I was unaware of many of the efforts South Koreans, including their government and churches, put into getting people out of North Korea and helping them once they arrive in the South. I wish them luck in their efforts.

As for the book, Harden had an incredibly interesting story at his disposal which I think covered a multitude of weaknesses in pacing and prose.

Rating: 7.5

Wednesday, May 27, 2015

The One with The Husband's Secret

323. Title & Author: The Husband’s Secret by Liane Moriarty (445 pages)
Genre: Fiction—Novel
Completed: 21 May 2015

Summary & Review:
Cecilia is blessed with a picture perfect life: handsome husband, three wonderful daughters, and a successful business. All of that is upended, however, when she finds a letter addressed to her from her husband with instructions only to open it in the event of his death. When the weight of not knowing becomes too heavy, she opens the letter and her life will never be the same.

After my wife read and loved Liane Moriarty’s Big Little Lies (#319), she bought this one and “made” me read it when she was finished. Moriarty definitely has subjects she likes to write about: school moms (or “mums” in her Australian English), marriage, secrets within marriage, suburbia, murder in said suburbia, etc.
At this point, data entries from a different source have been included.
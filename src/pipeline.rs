use crate::accessory::{AccessoryKind, AccessoryResolver};
use crate::config::AccessoryConfig;
use crate::error::{OverlayError, Result};
use crate::geometry::DisplayGeometry;
use crate::landmark::LandmarkSet;
use crate::placement::SmoothedPlacement;
use crate::tracker::PlacementTracker;

/// ランドマーク検出器。外部のMLランタイムをラップする
///
/// Returns one landmark set per detected person; an empty vector means
/// nothing was found. Errors are reported but never abort the loop.
pub trait LandmarkDetector {
    fn detect(&mut self, timestamp_ms: f64) -> anyhow::Result<Vec<LandmarkSet>>;
}

impl<F> LandmarkDetector for F
where
    F: FnMut(f64) -> anyhow::Result<Vec<LandmarkSet>>,
{
    fn detect(&mut self, timestamp_ms: f64) -> anyhow::Result<Vec<LandmarkSet>> {
        self(timestamp_ms)
    }
}

/// Outcome of one pipeline step.
#[derive(Debug, Clone, Copy, PartialEq)]
pub enum Tick {
    /// 停止中、または次の検出時刻に達していない
    Idle,
    /// ジオメトリが不正。このフレームは描画しない
    Skipped,
    /// Tracker output for this frame; `None` means nothing to draw.
    Frame(Option<SmoothedPlacement>),
}

/// Detect → resolve → smooth loop for one accessory, paced at the
/// accessory's own detection rate.
pub struct AccessoryPipeline {
    resolver: AccessoryResolver,
    tracker: PlacementTracker,
    interval_ms: f64,
    last_run_ms: Option<f64>,
    running: bool,
}

impl AccessoryPipeline {
    pub fn from_config(config: &AccessoryConfig) -> Result<Self> {
        config.validate()?;
        Ok(Self {
            resolver: AccessoryResolver::from_config(config),
            tracker: PlacementTracker::from_config(&config.smoothing),
            interval_ms: config.detection_interval_ms(),
            last_run_ms: None,
            running: config.enabled,
        })
    }

    pub fn kind(&self) -> AccessoryKind {
        self.resolver.config().kind
    }

    pub fn config(&self) -> &AccessoryConfig {
        self.resolver.config()
    }

    /// Swaps in a new configuration. Smoothing restarts from scratch.
    pub fn reconfigure(&mut self, config: &AccessoryConfig) -> Result<()> {
        if config.kind != self.kind() {
            return Err(OverlayError::InvalidConfig(format!(
                "cannot reconfigure {} pipeline as {}",
                self.kind(),
                config.kind
            )));
        }
        let running = self.running;
        *self = Self::from_config(config)?;
        self.running = running;
        Ok(())
    }

    pub fn is_running(&self) -> bool {
        self.running
    }

    pub fn start(&mut self) {
        if !self.running {
            log::debug!("{}: start", self.kind());
        }
        self.running = true;
        self.last_run_ms = None;
    }

    /// Stops the loop and drops all smoothing state, so a later start
    /// does not resume with stale momentum.
    pub fn stop(&mut self) {
        if self.running {
            log::debug!("{}: stop", self.kind());
        }
        self.running = false;
        self.last_run_ms = None;
        self.tracker.reset();
    }

    /// 前回の検出から間隔が経過したか
    pub fn is_due(&self, now_ms: f64) -> bool {
        match self.last_run_ms {
            Some(last) => now_ms - last >= self.interval_ms,
            None => true,
        }
    }

    /// Runs the detector if the pipeline is running and due.
    pub fn tick<D>(&mut self, detector: &mut D, geometry: &DisplayGeometry, now_ms: f64) -> Tick
    where
        D: LandmarkDetector + ?Sized,
    {
        if !self.running || !self.is_due(now_ms) {
            return Tick::Idle;
        }
        self.last_run_ms = Some(now_ms);

        let detections = match detector.detect(now_ms) {
            Ok(detections) => detections,
            Err(e) => {
                log::warn!("{}: detector failed: {:#}", self.kind(), e);
                Vec::new()
            }
        };
        // 最初の1人だけを使う
        self.process(detections.first(), geometry, now_ms)
    }

    /// Feeds one frame's landmarks (or their absence) through the resolver
    /// and tracker, ignoring pacing.
    pub fn process(
        &mut self,
        landmarks: Option<&LandmarkSet>,
        geometry: &DisplayGeometry,
        now_ms: f64,
    ) -> Tick {
        let candidate = match landmarks {
            Some(landmarks) => match self.resolver.compute(landmarks, geometry) {
                Ok(candidate) => candidate,
                Err(e) => {
                    log::warn!("{}: skipping frame: {}", self.kind(), e);
                    return Tick::Skipped;
                }
            },
            None => None,
        };
        Tick::Frame(self.tracker.update(candidate, now_ms))
    }

    /// Current smoothed placement without advancing the fade.
    pub fn snapshot(&self) -> Option<SmoothedPlacement> {
        self.tracker.snapshot()
    }

    pub fn tracker(&self) -> &PlacementTracker {
        &self.tracker
    }
}

#[cfg(test)]
mod tests {
    use super::*;
    use crate::landmark::{FaceLandmark, NormalizedPoint};
    use crate::tracker::TrackState;

    fn geometry() -> DisplayGeometry {
        DisplayGeometry::new(1000.0, 1000.0, 1000.0, 1000.0)
    }

    fn face() -> LandmarkSet {
        LandmarkSet::sparse(
            FaceLandmark::COUNT,
            &[
                (FaceLandmark::LeftEye as usize, NormalizedPoint::new(0.4, 0.4)),
                (FaceLandmark::RightEye as usize, NormalizedPoint::new(0.6, 0.4)),
            ],
        )
    }

    fn crown() -> AccessoryPipeline {
        AccessoryPipeline::from_config(&AccessoryConfig::crown()).unwrap()
    }

    #[test]
    fn test_paced_at_detection_rate() {
        let mut pipeline = crown();
        let mut calls = 0;
        let mut detector = |_: f64| -> anyhow::Result<Vec<LandmarkSet>> {
            calls += 1;
            Ok(vec![face()])
        };
        // 15 Hz → 66.7 ms
        assert!(matches!(pipeline.tick(&mut detector, &geometry(), 0.0), Tick::Frame(Some(_))));
        assert_eq!(pipeline.tick(&mut detector, &geometry(), 30.0), Tick::Idle);
        assert_eq!(pipeline.tick(&mut detector, &geometry(), 60.0), Tick::Idle);
        assert!(matches!(pipeline.tick(&mut detector, &geometry(), 70.0), Tick::Frame(Some(_))));
        drop(detector);
        assert_eq!(calls, 2);
    }

    #[test]
    fn test_detector_error_counts_as_no_detection() {
        let mut pipeline = crown();
        let mut ok = |_: f64| -> anyhow::Result<Vec<LandmarkSet>> { Ok(vec![face()]) };
        pipeline.tick(&mut ok, &geometry(), 0.0);

        let mut failing = |_: f64| -> anyhow::Result<Vec<LandmarkSet>> { anyhow::bail!("model crashed") };
        match pipeline.tick(&mut failing, &geometry(), 100.0) {
            Tick::Frame(Some(out)) => assert!((out.opacity - 0.5).abs() < 1e-6),
            other => panic!("unexpected {:?}", other),
        }
        assert_eq!(pipeline.tracker().state(), TrackState::Fading);
    }

    #[test]
    fn test_invalid_geometry_skips_frame() {
        let mut pipeline = crown();
        pipeline.process(Some(&face()), &geometry(), 0.0);
        let bad = DisplayGeometry::new(0.0, 1000.0, 1000.0, 1000.0);
        assert_eq!(pipeline.process(Some(&face()), &bad, 50.0), Tick::Skipped);
        // tracker untouched
        assert_eq!(pipeline.tracker().state(), TrackState::Tracking);
        assert_eq!(pipeline.snapshot().unwrap().opacity, 1.0);
    }

    #[test]
    fn test_stop_resets_tracker() {
        let mut pipeline = crown();
        pipeline.process(Some(&face()), &geometry(), 0.0);
        pipeline.stop();
        assert!(!pipeline.is_running());
        assert!(pipeline.snapshot().is_none());

        let mut detector = |_: f64| -> anyhow::Result<Vec<LandmarkSet>> { Ok(vec![face()]) };
        assert_eq!(pipeline.tick(&mut detector, &geometry(), 10.0), Tick::Idle);

        pipeline.start();
        assert!(matches!(pipeline.tick(&mut detector, &geometry(), 20.0), Tick::Frame(Some(_))));
    }

    #[test]
    fn test_disabled_config_starts_stopped() {
        let mut config = AccessoryConfig::medal();
        config.enabled = false;
        let pipeline = AccessoryPipeline::from_config(&config).unwrap();
        assert!(!pipeline.is_running());
    }

    #[test]
    fn test_reconfigure_rejects_other_kind() {
        let mut pipeline = crown();
        assert!(pipeline.reconfigure(&AccessoryConfig::medal()).is_err());
        let resized = AccessoryConfig::crown().with_image_size(100, 50).unwrap();
        pipeline.reconfigure(&resized).unwrap();
        assert_eq!(pipeline.config().image_aspect, 0.5);
    }
}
So, there were a lot of similarities between the two novels of hers that I have read. That wasn’t necessarily a bad thing, because I had really enjoyed Big Little Lies, too. This was another entertaining novel and Moriarty has a light prose that is easy to read. While I didn’t like this one quite as much, it was still fun to read.

Rating: 7.0

Wednesday, May 20, 2015

The One with Trickle Down Theory and Tax Cuts for the Rich

322. Title & Author: “Trickle Down” Theory and “Tax Cuts for the Rich” by Thomas Sowell (13 pages)
Genre: Nonfiction—Economics
Completed: 14 May 2015

Summary & Review:
Economist Thomas Sowell examines the oft-ridiculed (by the left) "Trickle Down" theory of economics along with the tax cuts that supposedly are justified by such a theory. As Sowell succinctly explains, no free-market economist has ever advocated a “trickle down” model nor have they used such logic to justify tax cuts. Rather, tax cuts have been shown—repeatedly—to result in increased tax revenues while simultaneously spurring economic growth.
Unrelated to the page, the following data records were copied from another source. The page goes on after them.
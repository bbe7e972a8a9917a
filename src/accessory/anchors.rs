use crate::landmark::{FaceLandmark, HandLandmark, LandmarkSet, NormalizedPoint, PoseLandmark};

use super::AccessoryKind;

/// Anchor landmarks of one accessory, still in normalized video space.
#[derive(Debug, Clone, PartialEq)]
pub struct Anchors {
    /// Start of the scale bone; also the origin of the rotation vector.
    pub scale_from: NormalizedPoint,
    /// End of the scale bone.
    pub scale_to: NormalizedPoint,
    /// Points averaged into the anchor position.
    pub centroid: Vec<NormalizedPoint>,
}

/// Picks the anchor landmarks for `kind` out of one detector landmark set.
///
/// Returns `None` when a mandatory anchor is absent, non-finite or less
/// visible than `min_visibility`.
pub fn extract_anchors(
    kind: AccessoryKind,
    landmarks: &LandmarkSet,
    min_visibility: f32,
) -> Option<Anchors> {
    match kind {
        AccessoryKind::Crown => pair(
            landmarks,
            FaceLandmark::LeftEye as usize,
            FaceLandmark::RightEye as usize,
            min_visibility,
        ),
        AccessoryKind::Medal => pair(
            landmarks,
            PoseLandmark::LeftShoulder as usize,
            PoseLandmark::RightShoulder as usize,
            min_visibility,
        ),
        AccessoryKind::Trophy => hand(landmarks, min_visibility),
    }
}

/// 左右ペア（目・肩）: 中点をアンカー、距離をスケールにする
fn pair(landmarks: &LandmarkSet, left: usize, right: usize, min_visibility: f32) -> Option<Anchors> {
    let left = *landmarks.usable(left, min_visibility)?;
    let right = *landmarks.usable(right, min_visibility)?;
    Some(Anchors {
        scale_from: left,
        scale_to: right,
        centroid: vec![left, right],
    })
}

/// 手首 + 使える指の付け根。手のひら中心は全点の平均
fn hand(landmarks: &LandmarkSet, min_visibility: f32) -> Option<Anchors> {
    let wrist = *landmarks.usable(HandLandmark::Wrist as usize, min_visibility)?;

    let scale_to = HandLandmark::SCALE_BONE_PREFERENCE
        .iter()
        .find_map(|&bone| landmarks.usable(bone as usize, min_visibility))
        .copied()?;

    let mut centroid = vec![wrist];
    centroid.extend(
        HandLandmark::FINGER_BASES
            .iter()
            .filter_map(|&base| landmarks.usable(base as usize, min_visibility))
            .copied(),
    );

    Some(Anchors {
        scale_from: wrist,
        scale_to,
        centroid,
    })
}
Sowell has a talent for simplifying arguments so that laymen like me can understand them. However, he doesn’t dumb it down or condescend to his audience. Rather, he explains things clearly as only someone who truly understands his subject can. As a Millennial, I’ve had numerous arguments with classmates, colleagues, and friends about “trickle down economics.” It is amazing how pervasive that myth has become. I think I’ll just buy thirty copies of this little book and pass them out to people as the subject comes up. 1,000 words by Tom Sowell are worth about 100,000 of my words.